Applies provider-specific rules including:

  • Sub-address stripping (e.g., +tag for Gmail)
  • Dot removal (Gmail ignores dots in the local part)
  • Case folding of the local part
  • Canonical domain mapping (alias domains to primary domain)

Parameters:

  • email: The email address to normalize
  • options: Optional normalization options (see NormalizeOptions below)

Returns: Canonical email string. The string is returned regardless of whether the address is structurally valid; this function discards the valid flag.
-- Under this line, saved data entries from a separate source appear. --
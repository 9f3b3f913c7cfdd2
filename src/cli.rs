// Command-line front end for Rollsync.
//
// One subcommand per session step: `signature` on the receiver, `delta` on
// the sender, `patch` back on the receiver.  All three must agree on the
// block size.

use std::path::{Path, PathBuf};
use std::process;

use clap::{ArgAction, Args, Parser, Subcommand, ValueHint};
use log::LevelFilter;

use crate::config::{DEFAULT_BLOCK_SIZE, DEFAULT_READ_BUFFER, SyncOptions};
use crate::error::SyncError;
use crate::io;

// ---------------------------------------------------------------------------
// Byte size parsing (supports K, M, G suffixes)
// ---------------------------------------------------------------------------

fn parse_byte_size(s: &str) -> Result<usize, String> {
    let s = s.trim();
    if s.is_empty() {
        return Err("empty size string".into());
    }
    let (num_part, shift) = match s.as_bytes().last() {
        Some(b'k' | b'K') => (&s[..s.len() - 1], 10),
        Some(b'm' | b'M') => (&s[..s.len() - 1], 20),
        Some(b'g' | b'G') => (&s[..s.len() - 1], 30),
        _ => (s, 0),
    };
    let num: usize = num_part
        .trim()
        .parse()
        .map_err(|e| format!("invalid size '{s}': {e}"))?;
    let size = num
        .checked_mul(1usize << shift)
        .ok_or_else(|| format!("size overflow: '{s}'"))?;
    if size == 0 {
        return Err("size must be positive".into());
    }
    Ok(size)
}

// ---------------------------------------------------------------------------
// Clap CLI definition
// ---------------------------------------------------------------------------

/// rsync-style delta transfer between two copies of a file.
#[derive(Parser, Debug)]
#[command(
    name = "rollsync",
    version,
    about = "rsync-style block signatures, deltas and patches",
    arg_required_else_help = true
)]
struct Cli {
    #[command(subcommand)]
    command: Cmd,

    /// Force overwrite existing output files.
    #[arg(short = 'f', long, global = true)]
    force: bool,

    /// Quiet mode (suppress non-error output).
    #[arg(short = 'q', long, global = true, conflicts_with = "verbose")]
    quiet: bool,

    /// Verbose mode (use multiple times for more detail).
    #[arg(short = 'v', long, global = true, action = ArgAction::Count)]
    verbose: u8,

    /// Output stats as JSON to stderr.
    #[arg(long = "json", global = true)]
    json_output: bool,

    /// Block size shared by all three steps (supports K/M/G suffix).
    #[arg(
        long = "block-size",
        short = 'b',
        global = true,
        value_parser = parse_byte_size,
        default_value_t = DEFAULT_BLOCK_SIZE
    )]
    block_size: usize,
}

#[derive(Subcommand, Debug)]
enum Cmd {
    /// Build the block signature of a basis file.
    Signature(SignatureArgs),
    /// Diff a new file against a signature.
    Delta(DeltaArgs),
    /// Rebuild the new file from the basis and a delta.
    Patch(PatchArgs),
    /// Print build/configuration details.
    Config,
}

#[derive(Args, Debug)]
struct SignatureArgs {
    /// Basis file.
    #[arg(value_hint = ValueHint::FilePath)]
    basis: PathBuf,

    /// Signature output file.
    #[arg(value_hint = ValueHint::FilePath)]
    signature: PathBuf,
}

#[derive(Args, Debug)]
struct DeltaArgs {
    /// Signature of the basis file.
    #[arg(value_hint = ValueHint::FilePath)]
    signature: PathBuf,

    /// New version of the file.
    #[arg(value_hint = ValueHint::FilePath)]
    new: PathBuf,

    /// Delta output file.
    #[arg(value_hint = ValueHint::FilePath)]
    delta: PathBuf,
}

#[derive(Args, Debug)]
struct PatchArgs {
    /// Basis file the signature was built from.
    #[arg(value_hint = ValueHint::FilePath)]
    basis: PathBuf,

    /// Delta produced by the `delta` step.
    #[arg(value_hint = ValueHint::FilePath)]
    delta: PathBuf,

    /// Reconstructed output file.
    #[arg(value_hint = ValueHint::FilePath)]
    output: PathBuf,

    /// Fail unless the output has this SHA-256 (hex).
    #[arg(long = "expect-sha256", value_name = "HEX")]
    expect_sha256: Option<String>,
}
// File-level helpers for the three session steps.
//
// `signature_file()`, `delta_file()` and `patch_file()` wrap the streaming
// engine with buffered I/O and return statistics.  With the `file-io`
// feature, SHA-256 digests of the streamed content are computed on the fly
// so the two ends can confirm the reconstruction.

use std::fs::File;
use std::io::{self, BufReader, BufWriter, Read, Write};
use std::path::Path;

#[cfg(feature = "file-io")]
use sha2::{Digest, Sha256};

use crate::catalog::BlockCatalog;
use crate::config::SyncOptions;
use crate::engine;
use crate::error::SyncError;
use crate::protocol::blocks;
use crate::protocol::delta::{self, DeltaWriter};
use crate::sink::{Reconstructor, SeekSource};

// ---------------------------------------------------------------------------
// Stats
// ---------------------------------------------------------------------------

/// Statistics returned by `signature_file()`.
#[derive(Debug, Clone)]
pub struct SignatureStats {
    /// Basis file size in bytes.
    pub basis_size: u64,
    /// Blocks in the catalog.
    pub blocks: u64,
    /// Encoded signature size in bytes.
    pub signature_size: u64,
    /// SHA-256 of the basis file (if `file-io` feature is enabled).
    pub basis_sha256: Option<[u8; 32]>,
}

/// Statistics returned by `delta_file()`.
#[derive(Debug, Clone)]
pub struct DeltaStats {
    /// New file size in bytes.
    pub new_size: u64,
    /// Encoded delta size in bytes.
    pub delta_size: u64,
    /// Match records written.
    pub matched_blocks: u64,
    /// Literal records written.
    pub literal_runs: u64,
    /// Bytes carried in literal records.
    pub literal_bytes: u64,
    /// SHA-256 of the new file (if `file-io` feature is enabled).
    pub new_sha256: Option<[u8; 32]>,
}

/// Statistics returned by `patch_file()`.
#[derive(Debug, Clone)]
pub struct PatchStats {
    /// Delta records applied, Finished included.
    pub records: u64,
    /// Reconstructed output size in bytes.
    pub output_size: u64,
    /// SHA-256 of the reconstructed output (if `file-io` feature is enabled).
    pub output_sha256: Option<[u8; 32]>,
}

// ---------------------------------------------------------------------------
// Default buffer size
// ---------------------------------------------------------------------------

const BUF_SIZE: usize = 64 * 1024; // 64 KiB

// ---------------------------------------------------------------------------
// signature_file
// ---------------------------------------------------------------------------

/// Build the catalog of `basis_path` and write it to `signature_path`.
pub fn signature_file(
    basis_path: &Path,
    signature_path: &Path,
    opts: &SyncOptions,
) -> Result<SignatureStats, SyncError> {
    opts.validate()?;
    let basis = BufReader::with_capacity(BUF_SIZE, File::open(basis_path)?);
    let mut basis = HashingReader::new(basis);

    let catalog = BlockCatalog::build(&mut basis, opts.block_size)?;
    // Catalog construction stops short of a partial tail; drain it so the
    // size and digest cover the whole file.
    io::copy(&mut basis, &mut io::sink())?;
    let (basis_size, basis_sha256) = basis.finish();

    let mut out = BufWriter::with_capacity(BUF_SIZE, File::create(signature_path)?);
    blocks::write_blocks(&catalog, &mut out)?;
    out.flush()?;
    let signature_size = out.get_ref().metadata()?.len();

    Ok(SignatureStats {
        basis_size,
        blocks: catalog.len() as u64,
        signature_size,
        basis_sha256,
    })
}

// ---------------------------------------------------------------------------
// delta_file
// ---------------------------------------------------------------------------

/// Diff `new_path` against the signature in `signature_path`, writing the
/// delta stream to `delta_path`.
///
/// Each literal run is held in memory until the next match or the end of
/// input, and the wire format caps a run at `i32::MAX` bytes. A new file
/// over 2 GiB with no matching block is therefore buffered in full and then
/// rejected with [`SyncError::InvalidLength`].
pub fn delta_file(
    signature_path: &Path,
    new_path: &Path,
    delta_path: &Path,
    opts: &SyncOptions,
) -> Result<DeltaStats, SyncError> {
    opts.validate()?;
    let mut sig = BufReader::with_capacity(BUF_SIZE, File::open(signature_path)?);
    let catalog = blocks::read_blocks(&mut sig)?;

    let new_file = File::open(new_path)?;
    let mut new = HashingReader::new(new_file);

    let out = BufWriter::with_capacity(BUF_SIZE, File::create(delta_path)?);
    let mut writer = DeltaWriter::new(out);
    let stats = engine::diff_with_options(&catalog, &mut new, &mut writer, opts)?;
    let (new_size, new_sha256) = new.finish();

    let delta_size = writer
        .into_inner()
        .into_inner()
        .map_err(|e| e.into_error())?
        .metadata()?
        .len();

    Ok(DeltaStats {
        new_size,
        delta_size,
        matched_blocks: stats.matched_blocks,
        literal_runs: stats.literal_runs,
        literal_bytes: stats.literal_bytes,
        new_sha256,
    })
}

// ---------------------------------------------------------------------------
// patch_file
// ---------------------------------------------------------------------------

/// Rebuild the new content from `basis_path` and the delta in `delta_path`,
/// writing it to `output_path`.
pub fn patch_file(
    basis_path: &Path,
    delta_path: &Path,
    output_path: &Path,
    opts: &SyncOptions,
) -> Result<PatchStats, SyncError> {
    opts.validate()?;
    let basis = SeekSource::new(File::open(basis_path)?);
    let mut delta_in = BufReader::with_capacity(BUF_SIZE, File::open(delta_path)?);

    let output = BufWriter::with_capacity(BUF_SIZE, File::create(output_path)?);
    let output = HashingWriter::new(output);

    let mut rec = Reconstructor::new(basis, output, opts.block_size)?;
    let records = delta::read_delta(&mut delta_in, &mut rec)?;
    let (output_size, output_sha256) = rec.into_inner().finish();

    Ok(PatchStats {
        records,
        output_size,
        output_sha256,
    })
}

/// Compare a digest against the hex string the sender reported.
///
/// Fails with [`SyncError::InvalidDigest`] if `expected_hex` is not 64 hex
/// digits, and with [`SyncError::ChecksumMismatch`] if the digests differ.
pub fn check_sha256(expected_hex: &str, actual: &[u8; 32]) -> Result<(), SyncError> {
    let trimmed = expected_hex.trim();
    let invalid = |reason: String| SyncError::InvalidDigest {
        value: trimmed.to_string(),
        reason,
    };
    let expected = hex::decode(trimmed).map_err(|e| invalid(e.to_string()))?;
    if expected.len() != actual.len() {
        return Err(invalid(format!(
            "expected {} bytes, got {}",
            actual.len(),
            expected.len()
        )));
    }
    if expected[..] == actual[..] {
        Ok(())
    } else {
        Err(SyncError::ChecksumMismatch {
            expected: hex::encode(&expected),
            actual: hex::encode(actual),
        })
    }
}

// ---------------------------------------------------------------------------
// Hashing adapters
// ---------------------------------------------------------------------------

/// Counts (and with `file-io`, hashes) everything read through it.
struct HashingReader<R> {
    inner: R,
    len: u64,
    #[cfg(feature = "file-io")]
    hasher: Sha256,
}

impl<R: Read> HashingReader<R> {
    fn new(inner: R) -> Self {
        Self {
            inner,
            len: 0,
            #[cfg(feature = "file-io")]
            hasher: Sha256::new(),
        }
    }

    fn finish(self) -> (u64, Option<[u8; 32]>) {
        #[cfg(feature = "file-io")]
        let digest = Some(self.hasher.finalize().into());
        #[cfg(not(feature = "file-io"))]
        let digest: Option<[u8; 32]> = None;
        (self.len, digest)
    }
}

impl<R: Read> Read for HashingReader<R> {
    fn read(&mut self, buf: &mut [u8]) -> io::Result<usize> {
        let n = self.inner.read(buf)?;
        #[cfg(feature = "file-io")]
        self.hasher.update(&buf[..n]);
        self.len += n as u64;
        Ok(n)
    }
}

/// Counts (and with `file-io`, hashes) everything written through it.
struct HashingWriter<W: Write> {
    inner: W,
    len: u64,
    #[cfg(feature = "file-io")]
    hasher: Sha256,
}

impl<W: Write> HashingWriter<W> {
    fn new(inner: W) -> Self {
        Self {
            inner,
            len: 0,
            #[cfg(feature = "file-io")]
            hasher: Sha256::new(),
        }
    }

    fn finish(self) -> (u64, Option<[u8; 32]>) {
        #[cfg(feature = "file-io")]
        let digest = Some(self.hasher.finalize().into());
        #[cfg(not(feature = "file-io"))]
        let digest: Option<[u8; 32]> = None;
        (self.len, digest)
    }
}

impl<W: Write> Write for HashingWriter<W> {
    fn write(&mut self, buf: &[u8]) -> io::Result<usize> {
        let n = self.inner.write(buf)?;
        #[cfg(feature = "file-io")]
        self.hasher.update(&buf[..n]);
        self.len += n as u64;
        Ok(n)
    }

    fn flush(&mut self) -> io::Result<()> {
        self.inner.flush()
    }
}

// ---------------------------------------------------------------------------
// Tests
// ---------------------------------------------------------------------------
If you need the validity flag or the parsed components, use normalizeEmailDetailed.

Raises: TypeError if email is not a string

Examples:

normalizeEmail("john.doe+newsletter@GMAIL.COM")  # "johndoe@gmail.com"
normalizeEmail("first.name@outlook.com")         # "firstname@outlook.com"
normalizeEmail("user-tag@yahoo.com")             # "user@yahoo.com"
normalizeEmail("\"quoted.local\"@example.com")   # "\"quoted.local\"@example.com"

normalizeEmailDetailed(email: str, options: NormalizeOptions | None = None) -> NormalizedEmail

Normalizes an email and returns detailed information about the normalization.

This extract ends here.